Improving our warning labels on sugary beverages

soda
Daniel Garcia/HIGHLANDER

Sugary beverages such as soda have become a common drink of choice for many Americans. People drink it because it tastes good, but just because it tastes good does not mean it is good for the body. A recent Field poll has shown that a majority of the California population is in favor of implementing mandatory warning labels on sugary beverages. State Senator Bill Monnin has proposed a possible label example that could read, “STATE OF CALIFORNIA SAFETY WARNING: Drinking beverage with added sugar(s) contributes to obesity, diabetes, and tooth decay.” It would share similarities to already-used labels warning of the risks of smoking.

The warning label would be an excellent idea because even though some nutrition facts are on sugary beverages they are oftentimes overlooked due to small fonts that many people simply glance over. Having a larger, more prominent label would catch people’s attention and have an impact on the beverage choices they make in their day-to-day lives. Along with the label, additional information could be made easily accessible to the masses via the Internet to further educate what overconsumption of soda can have on the body.

If you keep track of all the empty calories and sugar you are consuming from sodas after a long period of time, it adds up. A typical 12-fluid-ounce can of Pepsi has 150 calories and 41 grams of sugar. Now, that may not seem like a lot of sugar, but when you look at those 41 grams of sugar — which equal around 10 teaspoons of pure sugar — the truth behind sodas starts coming to light. Most people would have the common sense to agree that eating 10 teaspoons of raw sugar would be extremely unhealthy but since it is blended into a beverage most people do not realize how much sugar they are actually consuming. Along with the warning labels a possible change could be made to how nutrition facts are presented where the actual amounts of sugar in a drink is clearly made known to all people.

According to a 2012 health study reported by CNN, one in four Americans get at least 200 of their daily calories from sugary drinks. Over a long time span of continued consumption, those calories and sugar loads can have debilitating effects on the human body. Such effects include an increased likelihood of contracting heart disease, diabetes, weight gain and obesity, among many others. Informing people eventually leads to more people opting for healthier substitutes for their beverage choice. Implementing more explicit labels to tobacco products had a positive effect in informing the masses about the dangers of using tobacco products — so if effective labels worked in reducing tobacco usage, then the labels could do the same for sugary beverages.
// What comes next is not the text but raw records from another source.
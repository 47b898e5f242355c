//! In-process gateway implementations for offline use and tests.
//!
//! [`InMemoryIndex`] keeps records per namespace behind `std::sync::RwLock`
//! and scores by lexical overlap: the share of distinct query terms that also
//! occur in the chunk text, so scores lie in `[0, 1]`. It enforces the same
//! batch ceiling as a remote index.

use async_trait::async_trait;
use serde_json::{json, Value};
use std::cmp::Ordering;
use std::collections::{HashMap, HashSet};
use std::sync::{PoisonError, RwLock};

use super::{check_batch, ConversationStore, IndexGateway};
use crate::error::Result;
use crate::models::{IndexRecord, RawHit, SearchResponse, Turn};

#[derive(Default)]
struct Namespace {
    records: Vec<IndexRecord>,
    positions: HashMap<String, usize>,
}

#[derive(Default)]
pub struct InMemoryIndex {
    namespaces: RwLock<HashMap<String, Namespace>>,
}

impl InMemoryIndex {
    pub fn new() -> Self {
        Self::default()
    }

    /// Number of records stored under `namespace`.
    pub fn len(&self, namespace: &str) -> usize {
        let namespaces = self.namespaces.read().unwrap_or_else(PoisonError::into_inner);
        namespaces.get(namespace).map_or(0, |ns| ns.records.len())
    }

    pub fn is_empty(&self, namespace: &str) -> bool {
        self.len(namespace) == 0
    }
}

/// Lowercased alphanumeric terms.
fn terms(text: &str) -> HashSet<String> {
    text.split(|c: char| !c.is_alphanumeric())
        .filter(|t| !t.is_empty())
        .map(str::to_lowercase)
        .collect()
}

fn overlap_score(query_terms: &HashSet<String>, text: &str) -> f64 {
    if query_terms.is_empty() {
        return 0.0;
    }
    let text_terms = terms(text);
    let matched = query_terms.iter().filter(|t| text_terms.contains(*t)).count();
    matched as f64 / query_terms.len() as f64
}

fn to_hit(record: &IndexRecord, score: f64) -> RawHit {
    let mut fields = match serde_json::to_value(record) {
        Ok(Value::Object(map)) => map,
        _ => serde_json::Map::new(),
    };
    fields.remove("_id");
    RawHit {
        id: Some(record.id.clone()),
        score: Some(json!(score)),
        fields: Some(fields),
    }
}

#[async_trait]
impl IndexGateway for InMemoryIndex {
    async fn upsert(&self, namespace: &str, records: &[IndexRecord]) -> Result<()> {
        check_batch(records.len())?;
        let mut namespaces = self.namespaces.write().unwrap_or_else(PoisonError::into_inner);
        let ns = namespaces.entry(namespace.to_string()).or_default();
        for record in records {
            match ns.positions.get(&record.id) {
                Some(&pos) => ns.records[pos] = record.clone(),
                None => {
                    ns.positions.insert(record.id.clone(), ns.records.len());
                    ns.records.push(record.clone());
                }
            }
        }
        Ok(())
    }

    async fn search(&self, namespace: &str, query: &str, top_k: usize) -> Result<SearchResponse> {
        let query_terms = terms(query);
        let namespaces = self.namespaces.read().unwrap_or_else(PoisonError::into_inner);
        let Some(ns) = namespaces.get(namespace) else {
            return Ok(SearchResponse::from_hits(Vec::new()));
        };

        let mut scored: Vec<(f64, &IndexRecord)> = ns
            .records
            .iter()
            .map(|r| (overlap_score(&query_terms, &r.chunk_text), r))
            .filter(|(score, _)| *score > 0.0)
            .collect();
        scored.sort_by(|a, b| b.0.partial_cmp(&a.0).unwrap_or(Ordering::Equal));
        scored.truncate(top_k);

        Ok(SearchResponse::from_hits(
            scored.into_iter().map(|(s, r)| to_hit(r, s)).collect(),
        ))
    }
}

/// Process-lifetime conversation history.
#[derive(Default)]
pub struct InMemoryConversationStore {
    sessions: RwLock<HashMap<String, Vec<Turn>>>,
}

impl InMemoryConversationStore {
    pub fn new() -> Self {
        Self::default()
    }
}

#[async_trait]
impl ConversationStore for InMemoryConversationStore {
    async fn get(&self, session: &str) -> Result<Vec<Turn>> {
        let sessions = self.sessions.read().unwrap_or_else(PoisonError::into_inner);
        Ok(sessions.get(session).cloned().unwrap_or_default())
    }

    async fn set(&self, session: &str, turns: Vec<Turn>) -> Result<()> {
        let mut sessions = self.sessions.write().unwrap_or_else(PoisonError::into_inner);
        sessions.insert(session.to_string(), turns);
        Ok(())
    }

    async fn clear(&self, session: &str) -> Result<()> {
        let mut sessions = self.sessions.write().unwrap_or_else(PoisonError::into_inner);
        sessions.remove(session);
        Ok(())
    }
}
A person can easily reduce how much sugary beverages they consume by even just deciding to drink more water. No change in how you cook your meals is necessary because water is just water — and it is healthy for you with zero calories, and more importantly, zero sugar. Over a timespan of months and even a few years, simply reducing or eliminating sugary drinks with plain old-fashioned water has been shown to help reduce obesity and help those already obese shed weight faster. A study conducted by researcher Deborah Tate, Ph.D., an associate professor of nutrition at the University of North Carolina at Chapel Hill showed that people who opted to drink water over diet or regular soda were more likely to lose excess weight at a quicker rate. The success of the study is showcased from the fact that of those 318 overweight or obese people who participated, those who drank only water were more likely to experience a 5 percent weight loss — a percentage far more prominent than those who were instructed to drink soda or diet soda.

Besides the negative effects that excess sugar in sugary drinks can cause to the body, the warning label could also bring attention to other ingredients. Ingredients such as phosphoric acid, a syrupy liquid used for fertilizers, in rust-proofing metals and at one point, as a flavoring in soft drinks. Part of the reason sugary beverages are consumed on such a large scale is most people do not know the harmful chemicals in them. If the warning labels clearly stated information on what some of the soda ingredients were comprised of, more people would be likely to opt out of drinking those kinds of beverages due to concern for their health.

Like all good things, moderation is key. Almost everyone sometime in his or her life has drunk a soda — the important thing is for people to know what they are putting into their body. At some point in the lives of all individuals, they must take responsibility for the long-term effects their early life nutrition choices have made, so the earlier the change is made, the better. The requirement for sugary beverages to have a warning label with information could aid in the long run of making the population more aware of how their drinking choices in the present can benefit their overall health in the future.